In this text he points out that the idea of “symbolic representation” frequently alluded to by anthropologists studying entheogens represents a paradox by which the pretense of “knowing” the beliefs of a culture is characterized by a conspicuous lack of understanding of the knowledge which fundamentally sustains those beliefs. He refers to the difficulty of academic knowledge to grapple with and take seriously human beings getting in touch with the spirit world. One example Glockner provides involves the way R. Gordon Wasson famously interpreted his experience of consuming psilocybin mushrooms with María Sabina, in which the former oscillates between “rationally” denying the authenticity of his visions and recognizing their significance, ultimately ascribing them to a transient biochemical effect, or hallucination. Glockner's focus on Wasson allows for an analysis of the culturally-inflected ways psilocybin mushrooms are related with, and the irreconcilability of an Indigenous worldview containing a spiritual notion of the sacred with a Western one which lacks such a notion.

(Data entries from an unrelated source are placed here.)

/// One transaction intent recognized inside a spoken utterance.
#[derive(Debug, Clone, PartialEq)]
pub struct TransactionIntent {
    /// Whether this utterance segment is finance-related at all.
    pub relevant: bool,
    /// Raw kind label as returned by the oracle; parsed per-intent so an
    /// unknown kind fails only its own intent.
    pub kind_label: String,
    /// The transcript substring this intent was derived from.
    pub span: String,
    /// The oracle's own natural-language note to the user.
    pub note: String,
}

/// Typed per-kind field payload, validated at the oracle boundary.
#[derive(Debug, Clone, PartialEq)]
pub enum ExtractedFields {
    Expense {
        category: String,
        account: String,
        amount: f64,
        status: TxStatus,
        comment: String,
    },
    Income {
        category: String,
        account: String,
        amount: f64,
        status: TxStatus,
        comment: String,
    },
    Transfer {
        write_off_account: String,
        replenishment_account: String,
        write_off_amount: f64,
        replenishment_amount: f64,
        status: TxStatus,
        comment: String,
    },
    Adjustment {
        account: String,
        amount: f64,
        status: TxStatus,
        comment: String,
    },
}

impl ExtractedFields {
    pub fn kind(&self) -> OperationKind {
        match self {
            ExtractedFields::Expense { .. } => OperationKind::Expense,
            ExtractedFields::Income { .. } => OperationKind::Income,
            ExtractedFields::Transfer { .. } => OperationKind::Transfer,
            ExtractedFields::Adjustment { .. } => OperationKind::Adjustment,
        }
    }
}

/// Field extraction result: the typed fields plus the oracle's note.
#[derive(Debug, Clone, PartialEq)]
pub struct Extraction {
    pub fields: ExtractedFields,
    pub note: String,
}

/// Editable fields of a committed row.
#[derive(Debug, Clone, Copy, PartialEq, Eq)]
pub enum EditField {
    Amount,
    Category,
    Account,
    Comment,
    Status,
    ReplenishmentAmount,
    ReplenishmentAccount,
}

impl EditField {
    pub fn from_name(name: &str) -> Option<Self> {
        match name {
            "amount" => Some(EditField::Amount),
            "category" => Some(EditField::Category),
            "account" => Some(EditField::Account),
            "comment" => Some(EditField::Comment),
            "status" => Some(EditField::Status),
            "replenishment_amount" => Some(EditField::ReplenishmentAmount),
            "replenishment_account" => Some(EditField::ReplenishmentAccount),
            _ => None,
        }
    }

    /// Numeric fields become number cells; everything else string cells.
    pub fn is_numeric(&self) -> bool {
        matches!(self, EditField::Amount | EditField::ReplenishmentAmount)
    }

    /// User-facing label used in edit confirmations.
    pub fn label(&self) -> &'static str {
        match self {
            EditField::Amount => "💰 Сумма",
            EditField::Category => "📂 Категория",
            EditField::Account => "💳 Счёт",
            EditField::Comment => "📝 Комментарий",
            EditField::Status => "📊 Статус",
            EditField::ReplenishmentAmount => "💰 Сумма зачисления",
            EditField::ReplenishmentAccount => "💳 Счёт зачисления",
        }
    }
}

Faudree, P. (2015) ‘Tales from the Land of Magic Plants: Textual Ideologies and Fetishes of Indigeneity in Mexico's Sierra Mazateca’, Comparative Studies in Society and History, 57(3), pp. 838–869.

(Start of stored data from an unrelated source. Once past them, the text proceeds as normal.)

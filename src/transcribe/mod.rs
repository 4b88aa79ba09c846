//! Speech-to-text adapters.
//!
//! Two interchangeable backends behind one trait: a hosted
//! Whisper-compatible endpoint and a self-hosted recognizer reachable over
//! HTTP. Selection is configuration, not code.

pub mod cloud;
pub mod local;

use async_trait::async_trait;
use bytes::Bytes;

use crate::config::{TranscriptionBackend, TranscriptionConfig};
use crate::error::Result;

pub use cloud::CloudTranscriber;
pub use local::LocalTranscriber;

/// Speech-to-text contract. `hint` is free-text context (the live category
/// and account names) that backends may use to bias recognition.
#[async_trait]
pub trait Transcriber: Send + Sync {
    async fn transcribe(&self, audio: Bytes, hint: &str) -> Result<String>;
}

/// Build the configured backend.
pub fn from_config(config: &TranscriptionConfig) -> Result<Box<dyn Transcriber>> {
    Ok(match config.backend {
        TranscriptionBackend::Cloud => Box::new(CloudTranscriber::new(config)?),
        TranscriptionBackend::Local => Box::new(LocalTranscriber::new(config)?),
    })
}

This text by Faudree, a linguistic anthropologist, draws on ethnographic and archival research on the Mazatec region, to examine different historical and contemporary textual representations of the Mazatec's ritual use of psychedelic plants and fungi. The author addresses how outsiders' textual descriptions and interpretations of these practices are often at odds with local ones, especially in light of more recent commodification of these practices for psychedelic tourism. Faudree's theorization of local textual representations includes non-written ritual speech, intimately connected with psilocybin mushrooms, which represents a critical component of Mazatec shamanic practice. The author goes on to explore the strategies of Mazatec people, particularly authors, which move to undo the fetishization resulting from outsider depictions of the psychoactive plants and fungi from the region, which have removed the latter from Mazatec social relations and made them proxies for Mazatec people themselves.
The great value of this text lies in its very informative description of Mazatec veladas (nocturnal shamanic ritual ceremonies with psilocybin mushrooms and other psychoactives), ritual speech, and the ethnically inflected nature of the conventions surrounding them. The text also offers a useful historical contextualization of the outsider interest in Mazatec practices that still informs many problematic assumptions about and approaches to the Mazatec in the global psychedelic community, and the impact this has had on local relations and conceptions. The text also problematizes the impact of psychedelic tourism and capitalist appropriation. By centering linguistics in this research, Faudree opens up exciting ethnographic opportunities for studying these phenomena.
Rodríguez Venegas, C. (2017) Mazatecos, niños santos y güeros de Huautla de Jiménez, Oaxaca: UNAM.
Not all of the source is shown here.